Por sus novelas, por sus inclasificables textos, el cine ronda sin cesar. No sólo como referencia narrativa, o mitológica, sino como lugar, como actividad central de vida. Imaginamos con facilidad a Cabrera Infante en sus años de La Habana (tal vez todos los años de su vida, en presencia o en ausencia) yendo al cine, saliendo de él, hablando de películas por las aceras, labrando amistades, ampliando horizontes. En sus escritos más autobiográficos (es decir, en casi todos), esa forma de remansar en una proyección las tardes y las noches envuelve a sus personajes. El protagonista de 'La Habana para un infante difunto' hace converger, como no podía ser de otra forma, la iniciación sexual y artística en las salas de cine, aunque perjudique a su concentración de espectador, pues como anotó Cabrera Infante en una de sus críticas «las mujeres no dejan ver las películas. Parece que la conjugación de la penumbra, la música de fondo y los muebles muelles las predisponen a otra cosa bien diferente de un juicio crítico: al prejuicio erótico». Esa novela acaba (más bien no acaba) con la pareja viendo una de Pluto, y el protagonista desbordando todas las exploraciones y tentativas que abundan en centenares de páginas anteriores: se introduce, literalmente, dentro de su deseada, con todo su cuerpo entero, en un viaje subterráneo antisimétrico del que inicia la Alicia carroliana por otro agujero terrestre. Como dice el sediento narrador, «¡Ah, las cosas que se podían hacer en los cines de La Habana!»

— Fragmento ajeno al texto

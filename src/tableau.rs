//! Butcher tableaus for implicit Runge-Kutta methods.
//!
//! A tableau $(A, b, c)$ with $s$ stages describes the Runge-Kutta update
//! $$ u_1 = u_0 + \Delta t \sum_i b_i k_i, \qquad
//!    k_i = f(t_0 + c_i \Delta t,\; u_0 + \Delta t \sum_j a_{ij} k_j), $$
//! where $f$ is the right-hand side of the evolution equation. Only the tableau data
//! itself lives here; how the stage systems are formed from a residual form is the
//! business of [`crate::rk`].

use nalgebra::{dmatrix, dvector, DMatrix, DVector, Scalar};
use numeric_literals::replace_float_literals;
use serde::{Deserialize, Serialize};

use crate::quadrature::TimeQuadrature;
use crate::Real;

/// A Butcher tableau describing an implicit Runge-Kutta method.
///
/// Invariants maintained by the constructors: $A$ is square, $b$ and $c$ have as many
/// entries as $A$ has rows, and the embedded weight vector (if any) has the same length
/// as $b$. The *consistency* condition $\sum_j a_{ij} = c_i$ is not enforced, since some
/// exotic methods violate it on purpose, but it can be checked with
/// [`is_consistent`](ButcherTableau::is_consistent).
#[derive(Debug, Clone, PartialEq, Serialize, Deserialize)]
pub struct ButcherTableau<T: Scalar> {
    a: DMatrix<T>,
    b: DVector<T>,
    c: DVector<T>,
    order: usize,
    btilde: Option<DVector<T>>,
}

impl<T: Real> ButcherTableau<T> {
    /// Creates a tableau from its coefficient matrix, weights and abscissae.
    ///
    /// `order` is the classical order of accuracy of the method.
    ///
    /// # Panics
    ///
    /// Panics if the dimensions of `a`, `b` and `c` are inconsistent or if `order == 0`.
    pub fn new(a: DMatrix<T>, b: DVector<T>, c: DVector<T>, order: usize) -> Self {
        let s = b.len();
        assert_eq!(a.nrows(), s, "A must have one row per stage");
        assert_eq!(a.ncols(), s, "A must be square");
        assert_eq!(c.len(), s, "c must have one abscissa per stage");
        assert!(order >= 1, "the order of a consistent method is at least 1");
        Self {
            a,
            b,
            c,
            order,
            btilde: None,
        }
    }

    /// Attaches an embedded weight vector $\tilde b$ for error estimation.
    ///
    /// # Panics
    ///
    /// Panics if `btilde` does not have one weight per stage.
    pub fn with_embedded(mut self, btilde: DVector<T>) -> Self {
        assert_eq!(btilde.len(), self.num_stages(), "btilde must have one weight per stage");
        self.btilde = Some(btilde);
        self
    }

    pub fn num_stages(&self) -> usize {
        self.b.len()
    }

    pub fn a(&self) -> &DMatrix<T> {
        &self.a
    }

    pub fn b(&self) -> &DVector<T> {
        &self.b
    }

    pub fn c(&self) -> &DVector<T> {
        &self.c
    }

    pub fn order(&self) -> usize {
        self.order
    }

    pub fn embedded_weights(&self) -> Option<&DVector<T>> {
        self.btilde.as_ref()
    }

    /// Checks the row-sum consistency condition $\sum_j a_{ij} \approx c_i$
    /// up to the given absolute tolerance.
    pub fn is_consistent(&self, tol: T) -> bool {
        (0..self.num_stages()).all(|i| (self.a.row(i).sum() - self.c[i]).abs() <= tol)
    }

    /// Constructs the collocation method with the given abscissae.
    ///
    /// The coefficients are $a_{ij} = \int_0^{c_i} \ell_j$ and $b_j = \int_0^1 \ell_j$
    /// with $\ell_j$ the Lagrange basis on the abscissae, so that the stages collocate
    /// the differential equation at the points $t_0 + c_i \Delta t$.
    ///
    /// # Panics
    ///
    /// Panics if the abscissae are not strictly increasing points in $[0, 1]$.
    pub fn collocation(points: &[T], order: usize) -> Self {
        let element = crate::element::TimeElement::from_nodes(points.to_vec());
        let s = points.len();
        // Exact for polynomials of degree s - 1
        let rule = TimeQuadrature::gauss((s + 1) / 2 + 1);
        let mut a = DMatrix::zeros(s, s);
        let mut b = DVector::zeros(s);
        for (&w, &x) in rule.weights().iter().zip(rule.points()) {
            let phi = element.evaluate_basis(x);
            b.axpy(w, &phi, T::one());
            for i in 0..s {
                // Map the rule onto [0, c_i]
                let phi_i = element.evaluate_basis(points[i] * x);
                for j in 0..s {
                    a[(i, j)] += points[i] * w * phi_i[j];
                }
            }
        }
        let c = DVector::from_column_slice(points);
        Self::new(a, b, c, order)
    }

    /// The one-stage Radau IIA method, better known as backward Euler. Order 1.
    pub fn backward_euler() -> Self {
        Self::radau_iia(1)
    }

    /// The one-stage Gauss-Legendre method, better known as the implicit midpoint rule. Order 2.
    pub fn implicit_midpoint() -> Self {
        Self::gauss_legendre(1)
    }

    /// The Gauss-Legendre collocation method with the given number of stages. Order $2s$.
    ///
    /// # Panics
    ///
    /// Panics if `num_stages == 0`.
    pub fn gauss_legendre(num_stages: usize) -> Self {
        assert!(num_stages >= 1, "a Gauss-Legendre method has at least one stage");
        let rule = TimeQuadrature::<T>::gauss(num_stages);
        Self::collocation(rule.points(), 2 * num_stages)
    }

    /// The Radau IIA collocation method with the given number of stages. Order $2s - 1$.
    ///
    /// # Panics
    ///
    /// Panics if `num_stages` is not between 1 and 3.
    #[replace_float_literals(T::from_f64(literal).expect("Literal must fit in T"))]
    pub fn radau_iia(num_stages: usize) -> Self {
        match num_stages {
            1 => Self::new(dmatrix![1.0], dvector![1.0], dvector![1.0], 1),
            2 => Self::new(
                // `replace_float_literals` cannot reach into a macro body that mixes
                // `,` and `;` separators, so the literal conversions are spelled out.
                dmatrix![
                    T::from_f64(5.0).expect("Literal must fit in T") / T::from_f64(12.0).expect("Literal must fit in T"),
                    -T::from_f64(1.0).expect("Literal must fit in T") / T::from_f64(12.0).expect("Literal must fit in T");
                    T::from_f64(3.0).expect("Literal must fit in T") / T::from_f64(4.0).expect("Literal must fit in T"),
                    T::from_f64(1.0).expect("Literal must fit in T") / T::from_f64(4.0).expect("Literal must fit in T")
                ],
                dvector![3.0 / 4.0, 1.0 / 4.0],
                dvector![1.0 / 3.0, 1.0],
                3,
            ),
            3 => {
                let sq6 = 6.0.sqrt();
                Self::new(
                    // `replace_float_literals` cannot reach into a macro body that mixes
                    // `,` and `;` separators, so the literal conversions are spelled out.
                    dmatrix![
                        (T::from_f64(88.0).expect("Literal must fit in T") - T::from_f64(7.0).expect("Literal must fit in T") * sq6) / T::from_f64(360.0).expect("Literal must fit in T"),
                        (T::from_f64(296.0).expect("Literal must fit in T") - T::from_f64(169.0).expect("Literal must fit in T") * sq6) / T::from_f64(1800.0).expect("Literal must fit in T"),
                        (-T::from_f64(2.0).expect("Literal must fit in T") + T::from_f64(3.0).expect("Literal must fit in T") * sq6) / T::from_f64(225.0).expect("Literal must fit in T");
                        (T::from_f64(296.0).expect("Literal must fit in T") + T::from_f64(169.0).expect("Literal must fit in T") * sq6) / T::from_f64(1800.0).expect("Literal must fit in T"),
                        (T::from_f64(88.0).expect("Literal must fit in T") + T::from_f64(7.0).expect("Literal must fit in T") * sq6) / T::from_f64(360.0).expect("Literal must fit in T"),
                        (-T::from_f64(2.0).expect("Literal must fit in T") - T::from_f64(3.0).expect("Literal must fit in T") * sq6) / T::from_f64(225.0).expect("Literal must fit in T");
                        (T::from_f64(16.0).expect("Literal must fit in T") - sq6) / T::from_f64(36.0).expect("Literal must fit in T"),
                        (T::from_f64(16.0).expect("Literal must fit in T") + sq6) / T::from_f64(36.0).expect("Literal must fit in T"),
                        T::from_f64(1.0).expect("Literal must fit in T") / T::from_f64(9.0).expect("Literal must fit in T")
                    ],
                    dvector![(16.0 - sq6) / 36.0, (16.0 + sq6) / 36.0, 1.0 / 9.0],
                    dvector![(4.0 - sq6) / 10.0, (4.0 + sq6) / 10.0, 1.0],
                    5,
                )
            }
            _ => panic!("Radau IIA tableaus are only available for 1 to 3 stages"),
        }
    }

    /// The Lobatto IIIA method with the given number of stages. Order $2s - 2$.
    ///
    /// The two-stage member is the trapezoid rule. Note that the first row of $A$
    /// vanishes, so the coefficient matrix is singular.
    ///
    /// # Panics
    ///
    /// Panics if `num_stages` is not 2 or 3.
    #[replace_float_literals(T::from_f64(literal).expect("Literal must fit in T"))]
    pub fn lobatto_iiia(num_stages: usize) -> Self {
        match num_stages {
            2 => Self::new(
                // `replace_float_literals` cannot reach into a macro body that mixes
                // `,` and `;` separators, so the literal conversions are spelled out.
                dmatrix![
                    T::from_f64(0.0).expect("Literal must fit in T"),
                    T::from_f64(0.0).expect("Literal must fit in T");
                    T::from_f64(0.5).expect("Literal must fit in T"),
                    T::from_f64(0.5).expect("Literal must fit in T")
                ],
                dvector![0.5, 0.5],
                dvector![0.0, 1.0],
                2,
            ),
            3 => Self::new(
                // `replace_float_literals` cannot reach into a macro body that mixes
                // `,` and `;` separators, so the literal conversions are spelled out.
                dmatrix![
                    T::from_f64(0.0).expect("Literal must fit in T"),
                    T::from_f64(0.0).expect("Literal must fit in T"),
                    T::from_f64(0.0).expect("Literal must fit in T");
                    T::from_f64(5.0).expect("Literal must fit in T") / T::from_f64(24.0).expect("Literal must fit in T"),
                    T::from_f64(1.0).expect("Literal must fit in T") / T::from_f64(3.0).expect("Literal must fit in T"),
                    -T::from_f64(1.0).expect("Literal must fit in T") / T::from_f64(24.0).expect("Literal must fit in T");
                    T::from_f64(1.0).expect("Literal must fit in T") / T::from_f64(6.0).expect("Literal must fit in T"),
                    T::from_f64(2.0).expect("Literal must fit in T") / T::from_f64(3.0).expect("Literal must fit in T"),
                    T::from_f64(1.0).expect("Literal must fit in T") / T::from_f64(6.0).expect("Literal must fit in T")
                ],
                dvector![1.0 / 6.0, 2.0 / 3.0, 1.0 / 6.0],
                dvector![0.0, 0.5, 1.0],
                4,
            ),
            _ => panic!("Lobatto IIIA tableaus are only available for 2 or 3 stages"),
        }
    }

    /// The L-stable Lobatto IIIC method with the given number of stages. Order $2s - 2$.
    ///
    /// # Panics
    ///
    /// Panics if `num_stages` is not 2 or 3.
    #[replace_float_literals(T::from_f64(literal).expect("Literal must fit in T"))]
    pub fn lobatto_iiic(num_stages: usize) -> Self {
        match num_stages {
            2 => Self::new(
                // `replace_float_literals` cannot reach into a macro body that mixes
                // `,` and `;` separators, so the literal conversions are spelled out.
                dmatrix![
                    T::from_f64(0.5).expect("Literal must fit in T"),
                    -T::from_f64(0.5).expect("Literal must fit in T");
                    T::from_f64(0.5).expect("Literal must fit in T"),
                    T::from_f64(0.5).expect("Literal must fit in T")
                ],
                dvector![0.5, 0.5],
                dvector![0.0, 1.0],
                2,
            ),
            3 => Self::new(
                // `replace_float_literals` cannot reach into a macro body that mixes
                // `,` and `;` separators, so the literal conversions are spelled out.
                dmatrix![
                    T::from_f64(1.0).expect("Literal must fit in T") / T::from_f64(6.0).expect("Literal must fit in T"),
                    -T::from_f64(1.0).expect("Literal must fit in T") / T::from_f64(3.0).expect("Literal must fit in T"),
                    T::from_f64(1.0).expect("Literal must fit in T") / T::from_f64(6.0).expect("Literal must fit in T");
                    T::from_f64(1.0).expect("Literal must fit in T") / T::from_f64(6.0).expect("Literal must fit in T"),
                    T::from_f64(5.0).expect("Literal must fit in T") / T::from_f64(12.0).expect("Literal must fit in T"),
                    -T::from_f64(1.0).expect("Literal must fit in T") / T::from_f64(12.0).expect("Literal must fit in T");
                    T::from_f64(1.0).expect("Literal must fit in T") / T::from_f64(6.0).expect("Literal must fit in T"),
                    T::from_f64(2.0).expect("Literal must fit in T") / T::from_f64(3.0).expect("Literal must fit in T"),
                    T::from_f64(1.0).expect("Literal must fit in T") / T::from_f64(6.0).expect("Literal must fit in T")
                ],
                dvector![1.0 / 6.0, 2.0 / 3.0, 1.0 / 6.0],
                dvector![0.0, 0.5, 1.0],
                4,
            ),
            _ => panic!("Lobatto IIIC tableaus are only available for 2 or 3 stages"),
        }
    }

    /// The two-stage, L-stable SDIRK method of Alexander with $\gamma = 1 - \sqrt 2 / 2$.
    ///
    /// Order 2, with an embedded first-order weight vector so that the pair can drive
    /// an adaptive stepper.
    #[replace_float_literals(T::from_f64(literal).expect("Literal must fit in T"))]
    pub fn sdirk2() -> Self {
        let gamma = 1.0 - 2.0.sqrt() / 2.0;
        Self::new(
            // `replace_float_literals` cannot reach into a macro body that mixes
            // `,` and `;` separators, so the literal conversions are spelled out.
            dmatrix![
                gamma,
                T::from_f64(0.0).expect("Literal must fit in T");
                T::from_f64(1.0).expect("Literal must fit in T") - gamma,
                gamma
            ],
            dvector![1.0 - gamma, gamma],
            dvector![gamma, 1.0],
            2,
        )
        .with_embedded(dvector![1.0, 0.0])
    }
}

¿Y dónde más puede proclamar un escritor su constante amor a las narraciones en imágenes? En donde tantos lo han hecho, en la labor crítica. Aquí al lado tenemos centenares con las que probó su pluma Miguel Delibes. Por allá las de Francisco Ayala. O las de Jorge Luis Borges. Nuestro escritor también cultivó en abundancia ese encuentro de la palabra con la imagen o, mejor aún, la persecución de la segunda por la primera. Su debut en la letra impresa son las críticas de cine que escribió con constancia en el semanario 'Carteles' entre 1954 y 1960, además de un período más breve en 'Revolución', que después recopiló y publicó en 1963 en 'Un oficio del siglo XX', firmado con su seudónimo G. Caín. También en esa época dio una serie de conferencias en La Habana sobre cinco directores, Welles, Hitchcock, Hawks, Huston y Minelli, que Seix Barral agrupó en 'Arcadia todas las noches'.
Las críticas de su primer libro corresponden a estrenos, uno tras otro, como tantas que encontramos en la prensa diaria, pero negándose a la sepultura en donde se entierra la efímera actualidad. No las mantiene vivas ninguna especificidad metodológica, ninguna adhesión a vanguardias o a novedades en miradas o enfoques. A pesar de que Cabrera Infante compraba por esos años 'Cahiers du Cinema' en una librería belga de su ciudad, y recogía por tanto la corriente crítica de la Nouvelle vague, en sus textos no hay rastros de política de autor ni de mitología del cine clásico. Tampoco hay referencias a la gramática de la imagen (la excepción sería algo parecido a un análisis textual de la célebre secuencia del avión en 'Con la muerte en los talones'), al montaje, a la deriva estilística, a la metanarratividad.
El arma casi única de nuestro escritor es la palabra, su solidez, su creciente jugosidad, el tejido de referencias cinematográficas y literarias que las trae y lleva. Con ellas argumenta, ironiza, prolonga, cuenta, imagina, emociona, denigra. La palabra que llega inflamada de una pasión, esa que le arrastra tres noches seguidas al cine donde estrenan 'Vértigo'. La palabra de escritor, con la que se contagia y aprende todo, menos a hacer crítica.